Eight people were killed in Chicago’s Little Village neighborhood Sunday morning — including at least six children — in what officials said was the deadliest city fire in a decade.
A teenager and a young adult also were taken to hospitals in very critical condition, and a firefighter was hospitalized in good condition, fire officials said.
Marcos Contreras, 15, said the fire struck a home where a group of his siblings and cousins were having a sleepover. Early in the morning, he said, his sister woke him up and they ran outside to the blazing house.
“By the time we got here, the whole house was on fire,” he said. “They were taking out my cousins and my brothers.
“I don’t even got words to explain the pain I’m feeling right now,” Contreras said. “It just feels like my whole world is crashing.”
“Our family went through a tragedy today,” said Ramonita Reyes. “We lost several grandchildren, I’ve lost several grandchildren, Marcos has lost several brothers and sisters, friends, cousins, and we don’t even know what to say. This was a tragedy. Not anything I ever dreamed of.”
She said the family was “always together.”
“That’s why we never have family reunions — because we had them every day,” Contreras said. “We stuck together like glue. Nothing could separate us.”
Earlier Sunday morning, a large crowd gathered outside Mount Sinai Hospital, where some of the victims were taken. Those in the crowd were quiet and pacing until they received word of the fatalities.
The family and friends gripped each other and cried. A little boy crouched on the ground and buried his head in his hands. A woman staggered and grabbed the cement wall of the hospital for support.
“I can’t live without my babies,” a woman cried.
Hours later, it was still unclear how the fire started. Nearby, men cried, women held onto the hands of children and neighbors watched from across the street as Jessie Cobos said he was close to three of the children who died in the fire.
“We’re asking God to protect us, and he’ll heal our hearts,” Cobos said. “We’ve got to love each other today because tomorrow is not promised.”

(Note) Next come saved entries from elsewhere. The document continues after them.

impl Service {
    /// A service on `conn`. Uses the connection's default call timeout.
    pub fn new(conn: &Connection, name: &str) -> Self {
        Self {
            conn: conn.clone(),
            name: name.to_string(),
            service_type: None,
            timeout: conn.call_timeout(),
        }
    }

    /// Record the service type, like `rospy_tutorials/AddTwoInts`.
    pub fn with_service_type(mut self, service_type: &str) -> Self {
        self.service_type = Some(service_type.to_string());
        self
    }

    /// Fail calls that get no response within `timeout`.
    pub fn with_timeout(mut self, timeout: Duration) -> Self {
        self.timeout = Some(timeout);
        self
    }

    /// Service name.
    pub fn name(&self) -> &str {
        &self.name
    }

    /// Service type, if set.
    pub fn service_type(&self) -> Option<&str> {
        self.service_type.as_deref()
    }

    /// Call timeout, if any.
    pub fn timeout(&self) -> Option<Duration> {
        self.timeout
    }

    /// Call the service. Exactly one of the callbacks runs, at most once.
    ///
    /// With no timeout configured, a call that never gets a response stays
    /// armed until cancelled through the returned handle.
    pub fn call_service<R, S, F>(&self, request: &R, on_success: S, on_failure: F) -> Result<CallHandle>
    where
        R: Serialize + ?Sized,
        S: FnOnce(ServiceResponse) + Send + 'static,
        F: FnOnce(ServiceFailure) + Send + 'static,
    {
        self.dispatch(
            request,
            Some(Box::new(move |outcome: Outcome| match outcome {
                Ok(response) => on_success(response),
                Err(failure) => on_failure(failure),
            })),
            self.timeout,
        )
    }

    /// Call the service with a success callback only. Failures are logged.
    pub fn call_service_then<R, S>(&self, request: &R, on_success: S) -> Result<CallHandle>
    where
        R: Serialize + ?Sized,
        S: FnOnce(ServiceResponse) + Send + 'static,
    {
        let name = self.name.clone();
        self.call_service(request, on_success, move |failure| {
            tracing::debug!(service = %name, %failure, "service call failed without failure handler");
        })
    }

    /// Call the service with a failure callback only. Successes are logged.
    pub fn call_service_or_else<R, F>(&self, request: &R, on_failure: F) -> Result<CallHandle>
    where
        R: Serialize + ?Sized,
        F: FnOnce(ServiceFailure) + Send + 'static,
    {
        let name = self.name.clone();
        self.call_service(
            request,
            move |_| tracing::trace!(service = %name, "service call succeeded without success handler"),
            on_failure,
        )
    }

    /// Send a request without waiting for a response.
    ///
    /// Nothing is armed; a response, if any, surfaces on the bus
    /// `Channel::Response(id)`. Returns the correlation id.
    pub fn notify<R: Serialize + ?Sized>(&self, request: &R) -> Result<String> {
        let handle = self.dispatch(request, None, None)?;
        Ok(handle.id)
    }

    /// Call the service and wait for its response.
    ///
    /// Dropping the future cancels the call.
    pub async fn call<R: Serialize + ?Sized>(&self, request: &R) -> Result<ServiceResponse> {
        let (tx, rx) = oneshot::channel();
        let handle = self.dispatch(
            request,
            Some(Box::new(move |outcome: Outcome| {
                // The receiver may already be gone if the caller gave up
                let _ = tx.send(outcome);
            })),
            None,
        )?;
        let id = handle.id.clone();
        let _guard = CancelOnDrop(handle);

        let received = match self.timeout {
            Some(timeout) => match tokio::time::timeout(timeout, rx).await {
                Ok(received) => received,
                Err(_) => {
                    tracing::debug!(%id, ?timeout, "service call timed out");
                    return Err(BridgeError::Timeout(id));
                }
            },
            None => rx.await,
        };

        match received {
            Ok(Ok(response)) => Ok(response),
            Ok(Err(ServiceFailure::Rejected(result))) => Err(BridgeError::ServiceFailed(result)),
            Ok(Err(ServiceFailure::TimedOut(_))) => Err(BridgeError::Timeout(id)),
            Err(_) => Err(BridgeError::Cancelled(id)),
        }
    }

    fn dispatch<R: Serialize + ?Sized>(
        &self,
        request: &R,
        resolver: Option<Resolver>,
        timeout: Option<Duration>,
    ) -> Result<CallHandle> {
        let request = serde_json::to_value(request)?;
        let id = correlation_id("call_service", &self.name, self.conn.next_id());
        let calls = self.conn.calls();
        let handle = CallHandle {
            id: id.clone(),
            calls: Arc::downgrade(calls),
        };

        let armed = resolver.is_some();
        if let Some(resolver) = resolver {
            calls.arm(id.clone(), resolver);
        }

        let envelope = Envelope::call_service(&self.name, id.clone(), self.conn.version(), request);
        if let Err(e) = self.conn.send(&envelope) {
            calls.cancel(&id);
            return Err(e);
        }
        tracing::trace!(service = %self.name, %id, armed, "service call sent");

        if let (true, Some(timeout)) = (armed, timeout) {
            self.schedule_expiry(&handle, timeout);
        }
        Ok(handle)
    }

    fn schedule_expiry(&self, handle: &CallHandle, timeout: Duration) {
        let Ok(runtime) = tokio::runtime::Handle::try_current() else {
            tracing::warn!(id = %handle.id, "no tokio runtime; call timeout not enforced");
            return;
        };
        let id = handle.id.clone();
        let calls = handle.calls.clone();
        let timer = runtime.spawn(async move {
            tokio::time::sleep(timeout).await;
            if let Some(calls) = calls.upgrade() {
                calls.expire(&id, timeout);
            }
        });
        self.conn.calls().set_timer(&handle.id, timer.abort_handle());
    }
}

The Rev. Clifford Spears of St. Michael Missionary Baptist Church led the crowd in a prayer as candles were lit and lined up along the sidewalk. A man hammered a wooden cross into the ground. Written in marker on its center board were six names: Giovanni, Gialanni, Alanni, Ariel, Xavier and Cesar. The name Victor was added later.
Cobos said he was a caretaker of Giovanni, 10, Gialanni, 5, and Alanni, 3.

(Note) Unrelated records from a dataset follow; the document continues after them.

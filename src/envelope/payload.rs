//! Payload wrappers.
//!
//! Thin typed shells around JSON values. They carry no behavior beyond
//! access to the wrapped object.

use std::ops::Deref;

use serde::{Deserialize, Serialize};
use serde_json::Value;

use crate::error::Result;

macro_rules! json_wrapper {
    ($(#[$meta:meta])* $name:ident) => {
        $(#[$meta])*
        #[derive(Debug, Clone, PartialEq, Default, Serialize, Deserialize)]
        #[serde(transparent)]
        pub struct $name(Value);

        impl $name {
            /// Wrap any serializable value.
            pub fn new<T: Serialize>(value: &T) -> Result<Self> {
                Ok(Self(serde_json::to_value(value)?))
            }

            /// Borrow the wrapped JSON.
            pub fn as_value(&self) -> &Value {
                &self.0
            }

            /// Unwrap into the JSON value.
            pub fn into_inner(self) -> Value {
                self.0
            }

            /// Deserialize the wrapped JSON into a concrete type.
            pub fn parse<T: serde::de::DeserializeOwned>(&self) -> Result<T> {
                Ok(serde_json::from_value(self.0.clone())?)
            }
        }

        impl From<Value> for $name {
            fn from(value: Value) -> Self {
                Self(value)
            }
        }

        impl Deref for $name {
            type Target = Value;

            fn deref(&self) -> &Value {
                &self.0
            }
        }
    };
}

json_wrapper!(
    /// A topic message, as published or as received by a subscriber.
    Message
);

json_wrapper!(
    /// Request body for a service call.
    ServiceRequest
);

json_wrapper!(
    /// The `result` of a successful service call.
    ServiceResponse
);

/// A parameter set. Reserved for server-side parameters.
#[derive(Debug, Clone, PartialEq, Default, Serialize, Deserialize)]
pub struct Param {
    /// The parameters.
    pub params: Value,
}

impl Param {
    /// Wrap a parameter object.
    pub fn new(params: Value) -> Self {
        Self { params }
    }
}
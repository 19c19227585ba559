//! Error types for mrpt-ws-client.
//!
//! Protocol operations only return errors for faults on the caller's side
//! (payload serialization, missing runtime, malformed URL). Transport failures
//! are reported on the connection bus as [`BusEvent::Error`](crate::bus::BusEvent),
//! and service rejections reach the caller's failure callback.

use thiserror::Error;

/// Main error type for all client operations.
#[derive(Debug, Error)]
pub enum BridgeError {
    /// I/O error on the underlying socket.
    #[error("I/O error: {0}")]
    Io(#[from] std::io::Error),

    /// JSON serialization/deserialization error.
    #[error("JSON error: {0}")]
    Json(#[from] serde_json::Error),

    /// WebSocket handshake or framing error.
    #[error("WebSocket error: {0}")]
    WebSocket(#[from] tokio_tungstenite::tungstenite::Error),

    /// The connection URL could not be turned into a WebSocket request.
    #[error("Invalid URL: {0}")]
    InvalidUrl(String),

    /// No tokio runtime is available to drive the transport.
    #[error("No tokio runtime available")]
    NoRuntime,

    /// The transport is gone.
    #[error("Connection closed")]
    ConnectionClosed,

    /// Malformed frame or envelope.
    #[error("Protocol error: {0}")]
    Protocol(String),

    /// The server answered a service call with `result: false`.
    #[error("Service call failed: {0}")]
    ServiceFailed(serde_json::Value),

    /// No response arrived before the call timeout.
    #[error("Service call timed out: {0}")]
    Timeout(String),

    /// The call was cancelled before a response arrived.
    #[error("Service call cancelled: {0}")]
    Cancelled(String),
}

/// Result type alias using BridgeError.
pub type Result<T> = std::result::Result<T, BridgeError>;

impl From<std::convert::Infallible> for BridgeError {
    fn from(never: std::convert::Infallible) -> Self {
        match never {}
    }
}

“I got a phone call stating that there was a fire on this block and the pastor wanted me to come pray for the family,” he said. “I never knew I was going to come pray for my own kids.”
Firefighters were called just before 4 a.m. to the blaze that enveloped at least two buildings. Chicago Fire Department spokesman Larry Merritt said investigators had not found working smoke detectors.

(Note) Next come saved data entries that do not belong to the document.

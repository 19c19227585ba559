//! Outbound envelopes.
//!
//! Every frame the client sends is an [`Envelope`]. The operation code is a
//! closed set of known operations plus [`Op::Service`], which carries a
//! service name as the op (service calls use the service name itself).

use serde::{Deserialize, Serialize, Serializer};
use serde_json::Value;

use crate::error::Result;

/// Build a correlation id: `<kind>:<name>:<counter>`.
///
/// ```
/// use mrpt_ws_client::envelope::correlation_id;
///
/// assert_eq!(correlation_id("subscribe", "/path", 7), "subscribe:/path:7");
/// ```
pub fn correlation_id(kind: &str, name: &str, counter: u64) -> String {
    format!("{}:{}:{}", kind, name, counter)
}

/// Operation code of an outbound envelope.
#[derive(Debug, Clone, PartialEq, Eq)]
pub enum Op {
    /// `Subscriber.subscribe`
    Subscribe,
    /// `Subscriber.unsubscribe`
    Unsubscribe,
    /// `Publisher.advertise`
    Advertise,
    /// `Publisher.unadvertise`
    Unadvertise,
    /// `Publish`
    Publish,
    /// Service call; the op is the service name.
    Service(String),
}

impl Op {
    /// Wire representation of the op code.
    pub fn as_str(&self) -> &str {
        match self {
            Op::Subscribe => "Subscriber.subscribe",
            Op::Unsubscribe => "Subscriber.unsubscribe",
            Op::Advertise => "Publisher.advertise",
            Op::Unadvertise => "Publisher.unadvertise",
            Op::Publish => "Publish",
            Op::Service(name) => name,
        }
    }
}

impl Serialize for Op {
    fn serialize<S: Serializer>(&self, serializer: S) -> std::result::Result<S::Ok, S::Error> {
        serializer.serialize_str(self.as_str())
    }
}

/// Payload compression. The server only understands `"none"`.
#[derive(Debug, Clone, Copy, Default, PartialEq, Eq, Serialize, Deserialize)]
pub enum Compression {
    /// No compression.
    #[default]
    #[serde(rename = "none")]
    None,
}

impl Compression {
    /// Parse a compression name. Returns `None` for unsupported schemes.
    pub fn parse(name: &str) -> Option<Self> {
        match name {
            "none" => Some(Compression::None),
            _ => None,
        }
    }

    /// Wire name.
    pub fn as_str(&self) -> &'static str {
        match self {
            Compression::None => "none",
        }
    }
}

/// Params of a `Subscriber.subscribe` envelope.
#[derive(Debug, Clone, PartialEq, Serialize)]
pub struct SubscribeParams {
    /// Message type, like `geometry_msgs/Twist`.
    #[serde(rename = "type")]
    pub message_type: String,
    /// Topic name.
    pub topic: String,
    /// Payload compression.
    pub compression: Compression,
    /// Minimum interval between messages, in milliseconds.
    pub throttle_rate: u64,
    /// Server-side queue length.
    pub queue_length: u64,
}

/// Params carrying only a topic name (unsubscribe, unadvertise).
#[derive(Debug, Clone, PartialEq, Serialize)]
pub struct TopicParams {
    /// Topic name.
    pub topic: String,
}

impl TopicParams {
    /// Create params for the given topic.
    pub fn new(topic: &str) -> Self {
        Self {
            topic: topic.to_string(),
        }
    }
}

/// Params of a `Publisher.advertise` envelope.
#[derive(Debug, Clone, PartialEq, Serialize)]
pub struct AdvertiseParams {
    /// Message type.
    #[serde(rename = "type")]
    pub message_type: String,
    /// Topic name.
    pub topic: String,
    /// Whether the server latches the last message.
    pub latch: bool,
    /// Server-side publisher queue size.
    pub queue_size: u64,
}

/// Params of a `Publish` envelope.
#[derive(Debug, Clone, PartialEq, Serialize)]
pub struct PublishParams {
    /// Topic name.
    pub topic: String,
    /// The message body.
    pub message: Value,
    /// Whether the server latches this message.
    pub latch: bool,
}

/// Typed params, one variant per known op plus an open JSON variant.
#[derive(Debug, Clone, PartialEq, Serialize)]
#[serde(untagged)]
pub enum Params {
    /// Subscribe registration.
    Subscribe(SubscribeParams),
    /// Topic-only params.
    Topic(TopicParams),
    /// Advertise registration.
    Advertise(AdvertiseParams),
    /// Publish body.
    Publish(PublishParams),
    /// Anything else (service requests, future ops).
    Custom(Value),
}

/// An outbound frame.
#[derive(Debug, Clone, PartialEq, Serialize)]
pub struct Envelope {
    /// Operation code.
    pub op: Op,
    /// Correlation id.
    pub id: String,
    /// Protocol version. Advertise and unadvertise omit it.
    #[serde(skip_serializing_if = "Option::is_none")]
    pub v: Option<String>,
    /// Operation params.
    pub params: Params,
}

impl Envelope {
    /// `Subscriber.subscribe` envelope.
    pub fn subscribe(id: impl Into<String>, version: &str, params: SubscribeParams) -> Self {
        Self {
            op: Op::Subscribe,
            id: id.into(),
            v: Some(version.to_string()),
            params: Params::Subscribe(params),
        }
    }

    /// `Subscriber.unsubscribe` envelope.
    pub fn unsubscribe(id: impl Into<String>, version: &str, params: TopicParams) -> Self {
        Self {
            op: Op::Unsubscribe,
            id: id.into(),
            v: Some(version.to_string()),
            params: Params::Topic(params),
        }
    }

    /// `Publisher.advertise` envelope.
    pub fn advertise(id: impl Into<String>, params: AdvertiseParams) -> Self {
        Self {
            op: Op::Advertise,
            id: id.into(),
            v: None,
            params: Params::Advertise(params),
        }
    }

    /// `Publisher.unadvertise` envelope.
    pub fn unadvertise(id: impl Into<String>, params: TopicParams) -> Self {
        Self {
            op: Op::Unadvertise,
            id: id.into(),
            v: None,
            params: Params::Topic(params),
        }
    }

    /// `Publish` envelope.
    pub fn publish(id: impl Into<String>, version: &str, params: PublishParams) -> Self {
        Self {
            op: Op::Publish,
            id: id.into(),
            v: Some(version.to_string()),
            params: Params::Publish(params),
        }
    }

    /// Service call envelope; `service` becomes the op.
    pub fn call_service(
        service: &str,
        id: impl Into<String>,
        version: &str,
        request: Value,
    ) -> Self {
        Self {
            op: Op::Service(service.to_string()),
            id: id.into(),
            v: Some(version.to_string()),
            params: Params::Custom(request),
        }
    }

    /// Serialize to a single-line JSON text frame.
    pub fn to_json(&self) -> Result<String> {
        Ok(serde_json::to_string(self)?)
    }
}
//! Service caller - add three integers on the server.
//!
//! This demo shows:
//! - Callback-style calls with separate success and failure handlers
//! - Async calls with a timeout
//!
//! # Running
//!
//! ```sh
//! RUST_LOG=info cargo run --example add_three_ints -- ws://127.0.0.1:3000
//! ```

use std::time::Duration;

use mrpt_ws_client::{Connection, Service};
use serde::{Deserialize, Serialize};
use tracing_subscriber::EnvFilter;

#[derive(Serialize, Debug)]
struct AddRequest {
    a: i64,
    b: i64,
    c: i64,
}

#[derive(Deserialize, Debug)]
struct AddResponse {
    sum: i64,
}

#[tokio::main]
async fn main() -> Result<(), Box<dyn std::error::Error>> {
    tracing_subscriber::fmt()
        .with_env_filter(EnvFilter::from_default_env())
        .init();

    let url = std::env::args()
        .nth(1)
        .unwrap_or_else(|| "ws://127.0.0.1:3000".to_string());

    let conn = Connection::builder()
        .url(&url)
        .call_timeout(Duration::from_secs(5))
        .build()?;
    let adder = Service::new(&conn, "add_three_ints").with_service_type("AddThreeInts");

    // Callback style
    let (done_tx, done_rx) = tokio::sync::oneshot::channel();
    adder.call_service(
        &AddRequest { a: 1, b: 2, c: 3 },
        move |response| {
            match response.parse::<AddResponse>() {
                Ok(added) => tracing::info!(sum = added.sum, "callback response"),
                Err(e) => tracing::warn!(error = %e, "unexpected response shape"),
            }
            let _ = done_tx.send(());
        },
        |failure| tracing::error!(%failure, "add_three_ints failed"),
    )?;
    let _ = tokio::time::timeout(Duration::from_secs(5), done_rx).await;

    // Async style
    let response = adder.call(&AddRequest { a: 5, b: 7, c: 10 }).await?;
    let added: AddResponse = response.parse()?;
    tracing::info!(sum = added.sum, "async response");

    conn.close();
    Ok(())
}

As of Sunday afternoon, fire officials determined the fire started in an enclosed porch at the back of the rear building, according to spokeswoman Larry Langford.
Fire officials were still working to determine the cause of the fire, aided by the U.S. Bureau of Alcohol, Tobacco, Firearms and Explosives, Langford said.
He said the fire was the deadliest in Chicago in more than a decade, but it could have been avoided if smoke detectors had been in use.
“It was not hard to get out. The fire started in the rear, and the entryway to the front was wide open,” Langford said. “Had they been awake or if someone had woken them, they would have gotten out.”
At an unrelated event Sunday, Mayor Rahm Emanuel praised firefighters’ response. “There’s a horrific loss of life. We haven’t seen this in a long time in the city of Chicago,” he said.
After the fire was extinguished, residents who were evacuated stood on the corner, watching as crews doused sparks of flame. Red crime scene tape blocked off Sacramento. A woman who lives nearby saw seven people wheeled out of the buildings on stretchers. Several were covered, she said.